Then create a test controller and route in src/Controller/ItemCounterController.php:

<?php
namespace App\Controller;

use Symfony\Component\HttpFoundation\JsonResponse;
use Symfony\Component\Routing\Annotation\Route;

class ItemCounterController
{
    /**
    * @Route("/items", methods="GET")
    */
    public function itemsAction()
    {
        return new JsonResponse([
                'title' => 'Winter is coming!',
                'count' => 0
        ]);
    }
}

Load http://localhost:8000/items in the browser and you should see a JSON response with a status code of 200:

{
    "title": "Winter is coming!",
    "count": 0
}

The respond() method will return a JSON response with the default status code of 200. You can use other methods like respondUnauthorized() to return a 401 Unauthorized response with an appropriate error message. This is the appropriate status code to return when someone makes a request without being logged in. To implement this, create an API controller with methods to get and set your status code and make the ItemCounterController extend from it:

src/Controller/ApiController.php

<?php
namespace App\Controller;

use Symfony\Component\HttpFoundation\JsonResponse;

class ApiController
{
    /**
     * @var integer HTTP status code - 200 (OK) by default
     */
    protected $statusCode = 200;

    /**
     * Gets the value of statusCode.

     * @return integer
     */
    public function getStatusCode()
    {
        return $this->statusCode;
    }

    /**
     * Sets the value of statusCode.

     * @param integer $statusCode the status code

     * @return self
     */
    protected function setStatusCode($statusCode)
    {
        $this->statusCode = $statusCode;

        return $this;
    }

    /**
     * Returns a JSON response

     * @param array $data
     * @param array $headers

     * @return Symfony\Component\HttpFoundation\JsonResponse
     */
    public function respond($data, $headers = [])
    {
        return new JsonResponse($data, $this->getStatusCode(), $headers);
    }

    /**
     * Sets an error message and returns a JSON response

     * @param string $errors

     * @return Symfony\Component\HttpFoundation\JsonResponse
     */
    public function respondWithErrors($errors, $headers = [])
    {
        $data = [
            'errors' => $errors,
        ];

        return new JsonResponse($data, $this->getStatusCode(), $headers);
    }

    /**
     * Returns a 401 Unauthorized http response

     * @param string $message

     * @return Symfony\Component\HttpFoundation\JsonResponse
     */
    public function respondUnauthorized($message = 'Not authorized!')
    {
        return $this->setStatusCode(401)->respondWithErrors($message);
    }

}

src/Controller/ItemCounterController.php:

<?php
namespace App\Controller;

use Symfony\Component\HttpFoundation\JsonResponse;
use Symfony\Component\Routing\Annotation\Route;

class ItemCounterController extends ApiController
{
    /**
    * @Route("/items", methods="GET")
    */
    public function itemsAction()
    {
        return $this->respond([
                'title' => 'Winter is coming!',
                'count' => 0
        ]);
    }
}

Implement the API Features

Your application needs some database persistence and the following API endpoints:

  • List all items: GET /items
  • Create a new item: POST /items
  • Increase the counter of an item: POST /items/{id}/count
  • Delete an item: DELETE /items/{id}

The data will be stored in a very simple database with just one entity (items) and the following columns: id, title, count.
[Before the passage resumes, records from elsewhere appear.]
//! First-fit packing of files that fit on a single disk
//!
//! Metadata overhead is charged prospectively: the free space seen by a
//! candidate already includes the overhead of the candidate itself.

use crate::geometry::DiskGeometry;
use crate::naming::truncate_name;
use crate::plan::{CandidateFile, DiskPlan, FileOperation};
use tracing::debug;

/// A disk being filled by the packing phase
#[derive(Debug)]
pub struct PackedDisk<'a> {
    files: Vec<&'a CandidateFile>,
    geometry: &'a DiskGeometry,
}

impl<'a> PackedDisk<'a> {
    pub fn new(geometry: &'a DiskGeometry) -> Self {
        PackedDisk {
            files: Vec::new(),
            geometry,
        }
    }

    /// Bytes of file data placed so far
    pub fn payload(&self) -> u64 {
        self.files.iter().map(|file| file.size).sum()
    }

    /// Overhead for the files on the disk plus the next one, plus their payload
    pub fn taken_space(&self) -> u64 {
        self.geometry
            .meta_space_per_file
            .saturating_mul(self.files.len() as u64 + 1)
            .saturating_add(self.payload())
    }

    /// Room left for one more file, or `None` once the disk is overcommitted
    pub fn free_space(&self) -> Option<u64> {
        self.geometry.usable_size().checked_sub(self.taken_space())
    }

    pub fn fits(&self, file: &CandidateFile) -> bool {
        self.free_space().is_some_and(|free| file.size <= free)
    }

    pub fn place(&mut self, file: &'a CandidateFile) {
        self.files.push(file);
    }

    pub fn len(&self) -> usize {
        self.files.len()
    }

    pub fn is_empty(&self) -> bool {
        self.files.is_empty()
    }

    /// Whole-file operations in placement order
    pub fn into_plan(self) -> DiskPlan {
        let max = self.geometry.max_output_name;
        self.files
            .into_iter()
            .map(|file| FileOperation::WholeFile {
                source: file.name.clone(),
                output_name: truncate_name(&file.name, max),
            })
            .collect::<Vec<_>>()
            .into()
    }
}

/// Pack `pool` (sorted by size descending) onto as many disks as it takes
///
/// Every disk starts with the largest remaining file, then the pool is
/// rescanned from its head for the first file that still fits, until none do.
pub fn pack_files(mut pool: Vec<&CandidateFile>, geometry: &DiskGeometry) -> Vec<DiskPlan> {
    let mut disks = Vec::new();

    while !pool.is_empty() {
        let mut disk = PackedDisk::new(geometry);
        disk.place(pool.remove(0));

        while let Some(index) = pool.iter().position(|file| disk.fits(file)) {
            disk.place(pool.remove(index));
        }

        debug!(
            "Closed packed disk {} with {} files, {} bytes",
            disks.len(),
            disk.len(),
            disk.payload()
        );
        disks.push(disk.into_plan());
    }

    disks
}

#[cfg(test)]
mod tests {
    use super::*;
    use crate::geometry::USABLE_SIZE;

        const META: u64 = 2048;

    fn pack(files: &[CandidateFile]) -> Vec<DiskPlan> {
        pack_files(files.iter().collect(), &DiskGeometry::default())
    }

    fn names(disk: &DiskPlan) -> Vec<&str> {
        disk.iter().map(FileOperation::source_name).collect()
    }

    #[test]
    fn test_free_space_charges_next_file() {
        let geometry = DiskGeometry::default();
        let file = CandidateFile::new("a", 1000);
        let mut disk = PackedDisk::new(&geometry);

        assert!(disk.is_empty());
        assert_eq!(disk.free_space(), Some(USABLE_SIZE - META));
        disk.place(&file);
        assert!(!disk.is_empty());
        assert_eq!(disk.free_space(), Some(USABLE_SIZE - 2 * META - 1000));
    }

    #[test]
    fn test_prospective_overhead_decides_fit() {
        // After "big" is placed, exactly USABLE_SIZE - 2*META - big bytes are free.
        let big = USABLE_SIZE - 2 * META - 5000;
        let files = vec![
            CandidateFile::new("big", big),
            CandidateFile::new("over", 5001),
            CandidateFile::new("exact", 5000),
        ];

        let disks = pack(&files);
        assert_eq!(disks.len(), 2);
        assert_eq!(names(&disks[0]), vec!["big", "exact"]);
        assert_eq!(names(&disks[1]), vec!["over"]);
    }

    #[test]
    fn test_head_placed_unconditionally() {
        // A file of exactly USABLE_SIZE bytes overcommits the disk once placed.
        let files = vec![CandidateFile::new("full", USABLE_SIZE), CandidateFile::new("zero", 0)];

        let disks = pack(&files);
        assert_eq!(disks.len(), 2);
        assert_eq!(names(&disks[0]), vec!["full"]);
        assert_eq!(names(&disks[1]), vec!["zero"]);
    }

    #[test]
    fn test_zero_size_files_share_a_disk() {
        let files: Vec<_> = (0..5)
            .map(|i| CandidateFile::new(format!("empty{}", i), 0))
            .collect();

        let disks = pack(&files);
        assert_eq!(disks.len(), 1);
        assert_eq!(disks[0].len(), 5);
    }

    #[test]
    fn test_first_fit_rescans_from_head() {
        let files = vec![
            CandidateFile::new("a", 600_000),
            CandidateFile::new("b", 300_000),
            CandidateFile::new("c", 200_000),
            CandidateFile::new("d", 100_000),
            CandidateFile::new("e", 50_000),
        ];

        let disks = pack(&files);
        // With a, c and e placed, d no longer fits: 4 * 2048 + 950_000 > usable
        assert_eq!(names(&disks[0]), vec!["a", "c", "e"]);
        assert_eq!(names(&disks[1]), vec!["b", "d"]);
    }

    #[test]
    fn test_long_names_truncated() {
        let long = "n".repeat(45);
        let files = vec![CandidateFile::new(long.clone(), 10)];

        let disks = pack(&files);
        let op = &disks[0].operations()[0];
        assert_eq!(op.source_name(), long);
        assert_eq!(op.output_name(), "n".repeat(30));
        assert_eq!(op.start(), None);
    }
}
Pull up the ORM pack and maker-bundle - you will use them to auto-generate some code for the database entity and migrations:

composer require symfony/orm-pack
composer require symfony/maker-bundle --dev
$ php bin/console make:entity
 Class name of the entity to create or update (e.g. TinyElephant):
 > ItemCounter

 Entity generated! Now let's add some fields!
 You can always add more fields later manually or by re-running this command.

 New property name (press <return> to stop adding fields):
 > title

 Field type (enter ? to see all types) [string]:

 Field length [255]:

 Can this field be null in the database (nullable) (yes/no) [no]:

 updated: src/Entity/ItemCounter.php

 Add another property? Enter the property name (or press <return> to stop adding fields):
 > count

 Field type (enter ? to see all types) [string]:
 > integer

 Can this field be null in the database (nullable) (yes/no) [no]:

 updated: src/Entity/ItemCounter.php

 Add another property? Enter the property name (or press <return> to stop adding fields):

Success!
Next: When you're ready, create a migration with make:migration

$ php bin/console make:migration
$ php bin/console doctrine:migrations:migrate

The steps above created the entity and migration, and migrated the database schema. Verify this with a MySQL client before proceeding with the API endpoints below.

The API endpoints will be very basic and crude. In a real project, you would, of course, need proper validation, pagination, etc., but this solution is good enough for your demo.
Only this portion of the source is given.